Garrha acosmeta

Scientific classification
- Kingdom: Animalia
- Phylum: Arthropoda
- Clade: Pancrustacea
- Class: Insecta
- Order: Lepidoptera
- Family: Oecophoridae
- Genus: Garrha
- Species: G. acosmeta
- Binomial name: Garrha acosmeta (Turner, 1896)
- Synonyms: Heliocausta acosmeta Turner, 1896;

= Garrha acosmeta =

- Authority: (Turner, 1896)
- Synonyms: Heliocausta acosmeta Turner, 1896

Species of moth

Garrha acosmeta is a moth in the family Oecophoridae. It was described by Alfred Jefferis Turner in 1896. It is found in Australia, where it has been recorded from Queensland.

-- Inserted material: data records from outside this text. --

use std::path::Path;

use crate::db::Database;
use crate::error::{CoreError, ProviderError, Result};
use crate::models::{
    MealPlanEntry, NewMealPlanEntry, NewRecipe, Recipe, RecipeDetails, RecipeStub, RecipeSummary,
    UpdateMealPlanEntry,
};
use crate::spoonacular;

/// Fallback search term when the user submits a blank query. A deliberate
/// UX default, not an error path.
pub const DEFAULT_SEARCH_TERM: &str = "chicken";

pub const DEFAULT_SEARCH_LIMIT: u32 = 10;

/// Platform-native recipe catalog lookup.
///
/// The CLI implements this with reqwest; tests use an in-process mock.
/// Implementations must apply a bounded timeout and map transport failures,
/// timeouts, and non-success statuses to [`ProviderError::Unavailable`].
pub trait RecipeCatalogProvider: Send + Sync {
    fn search(
        &self,
        query: &str,
        limit: u32,
    ) -> std::result::Result<Vec<RecipeSummary>, ProviderError>;

    fn fetch_details(&self, external_id: &str)
    -> std::result::Result<RecipeDetails, ProviderError>;
}

/// Facade over the storage layer plus the two-phase catalog import flow.
///
/// Every operation takes the verified owner id supplied by the session
/// layer; the service never authenticates and fails closed on a missing
/// owner.
pub struct MealMateService {
    db: Database,
}

impl MealMateService {
    pub fn new(db_path: &Path) -> Result<Self> {
        let db = Database::open(db_path)?;
        Ok(Self { db })
    }

    pub fn new_in_memory() -> Result<Self> {
        let db = Database::open_in_memory()?;
        Ok(Self { db })
    }

    fn require_owner(owner: i64) -> Result<()> {
        if owner <= 0 {
            return Err(CoreError::validation(
                "owner_user_id",
                "a verified user id is required",
            ));
        }
        Ok(())
    }

    // --- Recipes ---

    /// The global "view all" feed, newest first.
    pub fn list_recipes_all(&self) -> Result<Vec<Recipe>> {
        self.db.list_recipes_all()
    }

    /// Only the caller's recipes; used for plan dropdown-style selection.
    pub fn list_recipes_owned(&self, owner: i64) -> Result<Vec<Recipe>> {
        Self::require_owner(owner)?;
        self.db.list_recipes_owned(owner)
    }

    pub fn create_recipe(&self, owner: i64, recipe: &NewRecipe) -> Result<Recipe> {
        Self::require_owner(owner)?;
        self.db.insert_recipe(owner, recipe)
    }

    pub fn get_recipe(&self, owner: i64, id: i64) -> Result<Recipe> {
        Self::require_owner(owner)?;
        self.db.get_recipe(id, owner)
    }

    pub fn update_recipe(&self, owner: i64, id: i64, recipe: &NewRecipe) -> Result<Recipe> {
        Self::require_owner(owner)?;
        self.db.update_recipe(id, owner, recipe)
    }

    pub fn delete_recipe(&self, owner: i64, id: i64) -> Result<bool> {
        Self::require_owner(owner)?;
        self.db.delete_recipe(id, owner)
    }

    // --- Catalog import (search -> stub -> enrich) ---

    /// Search the external catalog. A blank query falls back to
    /// [`DEFAULT_SEARCH_TERM`].
    pub fn search_catalog(
        &self,
        provider: &dyn RecipeCatalogProvider,
        query: &str,
        limit: u32,
    ) -> Result<Vec<RecipeSummary>> {
        let query = query.trim();
        let query = if query.is_empty() {
            DEFAULT_SEARCH_TERM
        } else {
            query
        };
        Ok(provider.search(query, limit)?)
    }

    /// Phase one of the import: persist a stub carrying only what the search
    /// result had. Repeated saves of the same external id create separate
    /// rows; there is no dedup.
    pub fn save_stub(&self, owner: i64, stub: &RecipeStub) -> Result<Recipe> {
        Self::require_owner(owner)?;
        self.db.insert_recipe_stub(owner, stub)
    }

    /// Phase two: fetch full details and patch the stored recipe's
    /// ingredients and calories in one write.
    ///
    /// Returns `Ok(false)` when the catalog was unreachable or had no such
    /// recipe; the stored row is left untouched. Returns `Ok(true)` once the
    /// patch is applied, even when the catalog data yielded no calories or
    /// ingredients — absent values are a valid enrichment outcome.
    pub fn enrich_and_patch(
        &self,
        provider: &dyn RecipeCatalogProvider,
        owner: i64,
        external_id: &str,
        recipe_id: i64,
    ) -> Result<bool> {
        Self::require_owner(owner)?;
        if external_id.trim().is_empty() {
            return Err(CoreError::validation("external_id", "must not be empty"));
        }

        let details = match provider.fetch_details(external_id) {
            Ok(details) => details,
            Err(err) => {
                log::warn!("enrichment of recipe {recipe_id} skipped: {err}");
                return Ok(false);
            }
        };

        let calories = spoonacular::extract_calories(&details.nutrients);
        let ingredients = if details.ingredient_lines.is_empty() {
            None
        } else {
            Some(details.ingredient_lines.join("\n"))
        };

        self.db
            .apply_enrichment(recipe_id, owner, ingredients.as_deref(), calories)?;
        Ok(true)
    }

    // --- Meal plans ---

    pub fn list_meal_plans(&self, owner: i64) -> Result<Vec<MealPlanEntry>> {
        Self::require_owner(owner)?;
        self.db.list_meal_plans(owner)
    }

    pub fn create_meal_plan(&self, owner: i64, entry: &NewMealPlanEntry) -> Result<MealPlanEntry> {
        Self::require_owner(owner)?;
        self.db.insert_meal_plan(owner, entry)
    }

    pub fn get_meal_plan(&self, owner: i64, id: i64) -> Result<MealPlanEntry> {
        Self::require_owner(owner)?;
        self.db.get_meal_plan(id, owner)
    }

    pub fn update_meal_plan(
        &self,
        owner: i64,
        id: i64,
        update: &UpdateMealPlanEntry,
    ) -> Result<MealPlanEntry> {
        Self::require_owner(owner)?;
        self.db.update_meal_plan(id, owner, update)
    }

    pub fn delete_meal_plan(&self, owner: i64, id: i64) -> Result<bool> {
        Self::require_owner(owner)?;
        self.db.delete_meal_plan(id, owner)
    }
}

The wingspan is about 23 mm. The forewings are ochreous, inclining to pinkish. The costal edge is uniformly coloured with the disc and the markings are pale fuscous and very obscure. There is a fine dentate line curving outwards from the costa beyond the middle, and becoming parallel to the hindmargin at six-fifths. There are also traces of a median and inner line and there is a series of faint dots on the hindmargin. The hindwings are whitish, the hindmargin and apex ochreous tinged.